[[ Data excerpts open ]]
//! # Error Types
//!
//! Errors raised while turning raw JSON/YAML text into a [`Node`](crate::Node)
//! tree. Higher layers (resolution, validation, output) define their own
//! error enums and wrap these where a document is parsed.

use thiserror::Error;

/// Error while building a document tree.
#[derive(Error, Debug)]
pub enum DocumentError {
    /// JSON text could not be parsed.
    #[error("invalid JSON: {0}")]
    Json(#[from] serde_json::Error),

    /// YAML text could not be parsed.
    #[error("invalid YAML: {0}")]
    Yaml(#[from] serde_yaml::Error),

    /// A YAML construct with no JSON equivalent.
    #[error("unsupported YAML construct: {0}")]
    UnsupportedYaml(String),

    /// YAML `.nan` / `.inf` cannot be represented in a JSON document.
    #[error("cannot represent non-finite number {0} in a collection document")]
    NonFiniteNumber(f64),
}
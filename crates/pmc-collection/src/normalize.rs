//! # Script Normalization
//!
//! Reference resolution loads files that are neither JSON nor YAML as raw
//! bytes. Script bodies are usually such files (`pre-request.js`), but the
//! schema requires script fields to be text. [`normalize_scripts`] decodes
//! every binary script value in place.
//!
//! Script values live in:
//!
//! - the top-level `scripts` map;
//! - the `events` map of every request reachable from `requests`, `tests`
//!   and `examples`.
//!
//! Binary values anywhere else are left untouched. Every map is optional.

use pmc_core::{Mapping, Node};

/// Top-level sections that hold item trees.
pub const ITEM_SECTIONS: [&str; 3] = ["requests", "tests", "examples"];

/// A mutable view of one node in an item tree.
///
/// A node is a folder if and only if its `items` member is an array. Any
/// other object is a leaf (a request), whose only normalizable content is
/// its `events` map.
#[derive(Debug)]
pub enum ItemMut<'a> {
    Folder { children: &'a mut Vec<Node> },
    Leaf { events: Option<&'a mut Mapping> },
}

impl<'a> ItemMut<'a> {
    /// Classify `node`. Returns `None` for non-objects.
    pub fn classify(node: &'a mut Node) -> Option<Self> {
        let map = node.as_object_mut()?;
        if matches!(map.get("items"), Some(Node::Array(_))) {
            let children = map.get_mut("items").and_then(Node::as_array_mut)?;
            return Some(ItemMut::Folder { children });
        }
        Some(ItemMut::Leaf {
            events: map.get_mut("events").and_then(Node::as_object_mut),
        })
    }
}

/// Decode binary script payloads in `document` to UTF-8 text, in place.
///
/// Invalid UTF-8 sequences become U+FFFD. A document with no binary
/// script values is left unchanged.
pub fn normalize_scripts(document: &mut Node) {
    let Some(root) = document.as_object_mut() else {
        return;
    };

    let mut converted = 0;
    if let Some(scripts) = root.get_mut("scripts").and_then(Node::as_object_mut) {
        converted += decode_script_map(scripts);
    }
    for section in ITEM_SECTIONS {
        if let Some(node) = root.get_mut(section) {
            converted += normalize_item(node);
        }
    }

    if converted > 0 {
        tracing::debug!(converted, "decoded binary script values");
    }
}

fn normalize_item(node: &mut Node) -> usize {
    match ItemMut::classify(node) {
        Some(ItemMut::Folder { children }) => children.iter_mut().map(normalize_item).sum(),
        Some(ItemMut::Leaf { events: Some(events) }) => decode_script_map(events),
        Some(ItemMut::Leaf { events: None }) | None => 0,
    }
}

fn decode_script_map(scripts: &mut Mapping) -> usize {
    let mut converted = 0;
    for (name, value) in scripts.iter_mut() {
        if let Node::Binary(bytes) = value {
            let text = decode(std::mem::take(bytes));
            tracing::trace!(script = %name, len = text.len(), "decoded script");
            *value = Node::String(text);
            converted += 1;
        }
    }
    converted
}

fn decode(bytes: Vec<u8>) -> String {
    String::from_utf8(bytes).unwrap_or_else(|e| String::from_utf8_lossy(e.as_bytes()).into_owned())
}
//! # Result Reporting
//!
//! Prints batch outcomes. Detailed errors and the summary go to the error
//! stream; one status line per file goes to the output stream. Failures
//! are printed as numbered blocks before the status lines:
//!
//! ```text
//!
//! =============== ERROR #1 ===============
//! Postman Collection schema validation failed.
//!   "name" is a required property at #/requests/items/0
//!
//! ✔ VALID    a.json
//! ✘ INVALID  b.json
//!
//! 1 succeeded, 1 failed
//! ```

use std::io::{self, Write};
use std::path::{Path, PathBuf};

use pmc_collection::{BatchError, BatchOutput};
use pmc_core::Node;

/// Counts printed by [`show_results`].
#[derive(Debug, Clone, Copy, Default, PartialEq, Eq)]
pub struct Summary {
    pub succeeded: usize,
    pub failed: usize,
}

impl Summary {
    pub fn is_success(&self) -> bool {
        self.failed == 0
    }
}

/// Status lines for one kind of command.
pub trait StatusLine {
    fn success(&self, file: &Path) -> String;
    fn failure(&self, file: &Path) -> String;
}

/// `✔ VALID    file` / `✘ INVALID  file`.
#[derive(Debug, Clone, Copy)]
pub struct ValidationStatus;

impl StatusLine for ValidationStatus {
    fn success(&self, file: &Path) -> String {
        format!("✔ VALID    {}", file.display())
    }

    fn failure(&self, file: &Path) -> String {
        format!("✘ INVALID  {}", file.display())
    }
}

fn error_block(err: &mut impl Write, number: usize, error: &dyn std::fmt::Display) -> io::Result<()> {
    writeln!(err, "\n=============== ERROR #{number} ===============\n{error}\n")
}

/// Print the outcome of a batch run over `files`.
///
/// A batch that stopped on a single error (bail) prints that error and the
/// failing file only, without a summary line.
pub fn show_results(
    out: &mut impl Write,
    err: &mut impl Write,
    files: &[PathBuf],
    outcome: &Result<BatchOutput<Node>, BatchError>,
    status: &dyn StatusLine,
) -> io::Result<Summary> {
    let (passed, failed): (Vec<usize>, Vec<usize>) = match outcome {
        Ok(_) => ((0..files.len()).collect(), Vec::new()),
        Err(BatchError::Failed { index, error }) => {
            error_block(err, 1, error)?;
            if let Some(file) = files.get(*index) {
                writeln!(out, "{}", status.failure(file))?;
            }
            return Ok(Summary {
                succeeded: 0,
                failed: 1,
            });
        }
        Err(BatchError::Partial { results }) => {
            let mut number = 0;
            for result in results {
                if let Err(error) = result {
                    number += 1;
                    error_block(err, number, error)?;
                }
            }
            (0..results.len()).partition(|&i| results[i].is_ok())
        }
    };

    for &index in &passed {
        if let Some(file) = files.get(index) {
            writeln!(out, "{}", status.success(file))?;
        }
    }
    for &index in &failed {
        if let Some(file) = files.get(index) {
            writeln!(out, "{}", status.failure(file))?;
        }
    }

    let summary = Summary {
        succeeded: passed.len(),
        failed: failed.len(),
    };
    writeln!(err, "\n{} succeeded, {} failed", summary.succeeded, summary.failed)?;
    Ok(summary)
}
[[ Data excerpts closed ]]
- [What is required]:
An exact copy of the data, with every line intact, is the required answer.

- [Answer for this exercise]:
//! # Error Types
//!
//! Errors raised while turning raw JSON/YAML text into a [`Node`](crate::Node)
//! tree. Higher layers (resolution, validation, output) define their own
//! error enums and wrap these where a document is parsed.

use thiserror::Error;

/// Error while building a document tree.
#[derive(Error, Debug)]
pub enum DocumentError {
    /// JSON text could not be parsed.
    #[error("invalid JSON: {0}")]
    Json(#[from] serde_json::Error),

    /// YAML text could not be parsed.
    #[error("invalid YAML: {0}")]
    Yaml(#[from] serde_yaml::Error),

    /// A YAML construct with no JSON equivalent.
    #[error("unsupported YAML construct: {0}")]
    UnsupportedYaml(String),

    /// YAML `.nan` / `.inf` cannot be represented in a JSON document.
    #[error("cannot represent non-finite number {0} in a collection document")]
    NonFiniteNumber(f64),
}
filename crates/pmc-collection/src/normalize.rs
//! # Script Normalization
//!
//! Reference resolution loads files that are neither JSON nor YAML as raw
//! bytes. Script bodies are usually such files (`pre-request.js`), but the
//! schema requires script fields to be text. [`normalize_scripts`] decodes
//! every binary script value in place.
//!
//! Script values live in:
//!
//! - the top-level `scripts` map;
//! - the `events` map of every request reachable from `requests`, `tests`
//!   and `examples`.
//!
//! Binary values anywhere else are left untouched. Every map is optional.

use pmc_core::{Mapping, Node};

/// Top-level sections that hold item trees.
pub const ITEM_SECTIONS: [&str; 3] = ["requests", "tests", "examples"];

/// A mutable view of one node in an item tree.
///
/// A node is a folder if and only if its `items` member is an array. Any
/// other object is a leaf (a request), whose only normalizable content is
/// its `events` map.
#[derive(Debug)]
pub enum ItemMut<'a> {
    Folder { children: &'a mut Vec<Node> },
    Leaf { events: Option<&'a mut Mapping> },
}

impl<'a> ItemMut<'a> {
    /// Classify `node`. Returns `None` for non-objects.
    pub fn classify(node: &'a mut Node) -> Option<Self> {
        let map = node.as_object_mut()?;
        if matches!(map.get("items"), Some(Node::Array(_))) {
            let children = map.get_mut("items").and_then(Node::as_array_mut)?;
            return Some(ItemMut::Folder { children });
        }
        Some(ItemMut::Leaf {
            events: map.get_mut("events").and_then(Node::as_object_mut),
        })
    }
}

/// Decode binary script payloads in `document` to UTF-8 text, in place.
///
/// Invalid UTF-8 sequences become U+FFFD. A document with no binary
/// script values is left unchanged.
pub fn normalize_scripts(document: &mut Node) {
    let Some(root) = document.as_object_mut() else {
        return;
    };

    let mut converted = 0;
    if let Some(scripts) = root.get_mut("scripts").and_then(Node::as_object_mut) {
        converted += decode_script_map(scripts);
    }
    for section in ITEM_SECTIONS {
        if let Some(node) = root.get_mut(section) {
            converted += normalize_item(node);
        }
    }

    if converted > 0 {
        tracing::debug!(converted, "decoded binary script values");
    }
}

fn normalize_item(node: &mut Node) -> usize {
    match ItemMut::classify(node) {
        Some(ItemMut::Folder { children }) => children.iter_mut().map(normalize_item).sum(),
        Some(ItemMut::Leaf { events: Some(events) }) => decode_script_map(events),
        Some(ItemMut::Leaf { events: None }) | None => 0,
    }
}

fn decode_script_map(scripts: &mut Mapping) -> usize {
    let mut converted = 0;
    for (name, value) in scripts.iter_mut() {
        if let Node::Binary(bytes) = value {
            let text = decode(std::mem::take(bytes));
            tracing::trace!(script = %name, len = text.len(), "decoded script");
            *value = Node::String(text);
            converted += 1;
        }
    }
    converted
}

fn decode(bytes: Vec<u8>) -> String {
    String::from_utf8(bytes).unwrap_or_else(|e| String::from_utf8_lossy(e.as_bytes()).into_owned())
}
//! # Result Reporting
//!
//! Prints batch outcomes. Detailed errors and the summary go to the error
//! stream; one status line per file goes to the output stream. Failures
//! are printed as numbered blocks before the status lines:
//!
//! ```text
//!
//! =============== ERROR #1 ===============
//! Postman Collection schema validation failed.
//!   "name" is a required property at #/requests/items/0
//!
//! ✔ VALID    a.json
//! ✘ INVALID  b.json
//!
//! 1 succeeded, 1 failed
//! ```

use std::io::{self, Write};
use std::path::{Path, PathBuf};

use pmc_collection::{BatchError, BatchOutput};
use pmc_core::Node;

/// Counts printed by [`show_results`].
#[derive(Debug, Clone, Copy, Default, PartialEq, Eq)]
pub struct Summary {
    pub succeeded: usize,
    pub failed: usize,
}

impl Summary {
    pub fn is_success(&self) -> bool {
        self.failed == 0
    }
}

/// Status lines for one kind of command.
pub trait StatusLine {
    fn success(&self, file: &Path) -> String;
    fn failure(&self, file: &Path) -> String;
}

/// `✔ VALID    file` / `✘ INVALID  file`.
#[derive(Debug, Clone, Copy)]
pub struct ValidationStatus;

impl StatusLine for ValidationStatus {
    fn success(&self, file: &Path) -> String {
        format!("✔ VALID    {}", file.display())
    }

    fn failure(&self, file: &Path) -> String {
        format!("✘ INVALID  {}", file.display())
    }
}

fn error_block(err: &mut impl Write, number: usize, error: &dyn std::fmt::Display) -> io::Result<()> {
    writeln!(err, "\n=============== ERROR #{number} ===============\n{error}\n")
}

/// Print the outcome of a batch run over `files`.
///
/// A batch that stopped on a single error (bail) prints that error and the
/// failing file only, without a summary line.
pub fn show_results(
    out: &mut impl Write,
    err: &mut impl Write,
    files: &[PathBuf],
    outcome: &Result<BatchOutput<Node>, BatchError>,
    status: &dyn StatusLine,
) -> io::Result<Summary> {
    let (passed, failed): (Vec<usize>, Vec<usize>) = match outcome {
        Ok(_) => ((0..files.len()).collect(), Vec::new()),
        Err(BatchError::Failed { index, error }) => {
            error_block(err, 1, error)?;
            if let Some(file) = files.get(*index) {
                writeln!(out, "{}", status.failure(file))?;
            }
            return Ok(Summary {
                succeeded: 0,
                failed: 1,
            });
        }
        Err(BatchError::Partial { results }) => {
            let mut number = 0;
            for result in results {
                if let Err(error) = result {
                    number += 1;
                    error_block(err, number, error)?;
                }
            }
            (0..results.len()).partition(|&i| results[i].is_ok())
        }
    };

    for &index in &passed {
        if let Some(file) = files.get(index) {
            writeln!(out, "{}", status.success(file))?;
        }
    }
    for &index in &failed {
        if let Some(file) = files.get(index) {
            writeln!(out, "{}", status.failure(file))?;
        }
    }

    let summary = Summary {
        succeeded: passed.len(),
        failed: failed.len(),
    };
    writeln!(err, "\n{} succeeded, {} failed", summary.succeeded, summary.failed)?;
    Ok(summary)
}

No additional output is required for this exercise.